You'll probably want to use GameEvents.PlayerDoTurn (although that fires at the start of a turn, rather than the end of the turn. I'm not sure what to use if you specifically want it to fire at the end of the turn).
Anyways, on the assumption that PlayerDoTurn will work for what you want to do, then look at the wiki. You'll notice that it takes 1 argument: a PlayerID.
So, first line:
function SpawnUnits(playerID)
Now, in my post earlier, I said you needed a player OBJECT, not a player ID. So, we have to get the player object from just the ID. Luckily, there is a Players array! The index you'll be looking for is the playerID that is passed to your function. So your next line would be something like:
local pPlayer = Players[playerID]
So now we have the player object that we need. So now we need to figure out which unit to spawn. In your example you hardcoded a "1" in there for the unit type to spawn. In an unmodded game, the unit with unitID of 1 is a Worker, so I'm going to use that for this example. Next line would be something like this:
local unitID = GameInfoTypes.UNIT_WORKER
As a note, you could skip this step and just put the GameInfoTypes.UNIT_WORKER part inside your InitUnit call, but its good practice to store that kind of stuff into localized variables. When your lua scripts start getting more complex, every time you use GameInfoTypes/etc, you are doing a database lookup. They take more time to process than just reading a variable, and can really slow down the turn times if you're using a lot of them. Also, its a bad idea to just put a '1' in there like you did. What if someone else using your mod has another mod installed, and '1' is no longer a worker? Then you would be spawning a completely different unit.

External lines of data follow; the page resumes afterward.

use std::cmp::Ordering;
use std::fmt;

use bevy::prelude::*;
use serde::Deserialize;

use crate::constants::MAIN_STAR_ORIGIN_RADIUS;

/// Identifier a body is known by across the camera subsystem and the UI.
#[derive(Clone, Debug, PartialEq, Eq, Hash)]
pub struct BodyId(pub String);

impl BodyId {
    pub fn new(name: impl Into<String>) -> Self {
        Self(name.into())
    }
}

impl fmt::Display for BodyId {
    fn fmt(&self, f: &mut fmt::Formatter<'_>) -> fmt::Result {
        f.write_str(&self.0)
    }
}

#[derive(Clone, Copy, Debug, PartialEq, Eq, Deserialize)]
pub enum BodyKind {
    Star,
    Planet,
    Moon,
}

/// A simulated body. Doubles as the registry the camera subsystem resolves
/// ids against; the camera side never mutates it.
#[derive(Component, Debug, Clone)]
pub struct CelestialBody {
    pub id: BodyId,
    pub kind: BodyKind,
    pub radius: f32,
    pub parent: Option<BodyId>,
}

/// Read-only view of one body at lookup time.
#[derive(Debug, Clone, PartialEq)]
pub struct BodySnapshot {
    pub id: BodyId,
    pub position: Vec3,
    pub radius: f32,
}

pub fn find_body<'a>(
    bodies: impl IntoIterator<Item = (&'a CelestialBody, &'a Transform)>,
    id: &BodyId,
) -> Option<BodySnapshot> {
    bodies
        .into_iter()
        .find(|(body, _)| &body.id == id)
        .map(|(body, transform)| BodySnapshot {
            id: body.id.clone(),
            position: transform.translation,
            radius: body.radius,
        })
}

/// The star used for the initial framing: parentless, kind `Star`, sitting
/// at or near the origin. Nearest to the origin wins.
pub fn main_star<'a>(
    bodies: impl IntoIterator<Item = (&'a CelestialBody, &'a Transform)>,
) -> Option<BodySnapshot> {
    bodies
        .into_iter()
        .filter(|(body, _)| body.kind == BodyKind::Star && body.parent.is_none())
        .map(|(body, transform)| (body, transform.translation))
        .filter(|(_, position)| position.length() <= MAIN_STAR_ORIGIN_RADIUS)
        .min_by(|a, b| {
            a.1.length()
                .partial_cmp(&b.1.length())
                .unwrap_or(Ordering::Equal)
        })
        .map(|(body, position)| BodySnapshot {
            id: body.id.clone(),
            position,
            radius: body.radius,
        })
}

Anyways, moving on. Now we need to know WHERE to spawn the unit. I'm not really sure where you got the 13,13 from. If you are including a scenario map with fixed spawn points, and you will always want it to be spawned there, that will work. For the sake of simplicity, I will assume you are right and spawning in hex 13,13 every game will work just fine.
So what do we have so far?
Code:
function SpawnUnits(playerID)
local pPlayer = Players[playerID]
local unitID = GameInfoTypes.UNIT_WORKER
pPlayer:InitUnit(unitID, 13, 13)
end
GameEvents.PlayerDoTurn.Add(SpawnUnits)
Now, what's wrong with this script? It will spawn a worker every turn, for every civ in the game! We haven't done any logic checks to see if the player is the civ you want to add the unit to, or to check what turn it is.

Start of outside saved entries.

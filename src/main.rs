use bevy::prelude::*;
use bevy_egui::EguiPlugin;

mod assets;
mod bodies;
mod camera;
mod catalog;
mod constants;
mod orbits;
mod persistence;
mod scene;
mod ui;

use camera::{CameraUpdateSet, ViewCameraPlugin};
use catalog::{CatalogPlugin, CurrentSystem};
use orbits::SimClock;
use ui::ViewState;

fn main() {
    App::new()
        .add_plugins(DefaultPlugins.set(WindowPlugin {
            primary_window: Some(Window {
                title: "Orrery".into(),
                resolution: (1280., 720.).into(),
                ..default()
            }),
            ..default()
        }))
        .add_plugins(EguiPlugin)
        .add_plugins((CatalogPlugin, ViewCameraPlugin))
        .init_state::<ViewState>()
        .insert_resource(SimClock::default())
        .insert_resource(ClearColor(Color::BLACK))
        .insert_resource(AmbientLight {
            color: Color::WHITE,
            brightness: 60.0,
        })
        .add_systems(Startup, persistence::setup_persistence)
        .add_systems(OnEnter(ViewState::Viewing), scene::spawn_system)
        .add_systems(OnExit(ViewState::Viewing), scene::despawn_system)
        .add_systems(
            Update,
            ui::system_select_ui.run_if(in_state(ViewState::SystemSelect)),
        )
        .add_systems(
            Update,
            (
                (orbits::advance_clock, orbits::propagate_orbits).chain(),
                ui::viewer_ui,
                ui::announce_focus_changes,
                persistence::persist_fov,
            )
                .before(CameraUpdateSet)
                .run_if(|world: &World| {
                    world.contains_resource::<CurrentSystem>()
                        && matches!(
                            world.resource::<State<ViewState>>().get(),
                            ViewState::Viewing
                        )
                }),
        )
        .run();
}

To check what turn it is, we'll do something like:
local currentTurn = Game.GetGameTurn()
Then check it in an if statement, like so:
if (currentTurn == 50) then
----stuff
end
Now, since you only want to add the unit to a single, specific civ, we'll also have to check what civ the player is using. From the wiki, we can see that there is another Player function called GetCivilizationType, which returns something along the lines of CIVILIZATION_AMERICA. So you will need something like:
local playerCiv = pPlayer:GetCivilizationType()
Then check that in an if statement as well!
if (playerCiv == CIVILIZATION_AMERICA) then
---stuff
end
Now, we're checking what turn it is, checking what civ the player is so we aren't spawning the unit for EVERY civ, and then we're actually spawning the unit. All put together, your function would look something like:
Code:
function SpawnUnits(playerID)
local pPlayer = Players[playerID]
local unitID = GameInfoTypes.UNIT_WORKER
local currentTurn = Game.GetGameTurn()
local playerCiv = pPlayer:GetCivilizationType()
if (currentTurn == 50) then
if (playerCiv == CIVILIZATION_AMERICA) then
pPlayer:InitUnit(unitID, 13, 13)
end
end
end
GameEvents.PlayerDoTurn.Add(SpawnUnits)
That code, as written, should spawn a worker for America on turn 50 in plot 13,13. Hopefully this helps!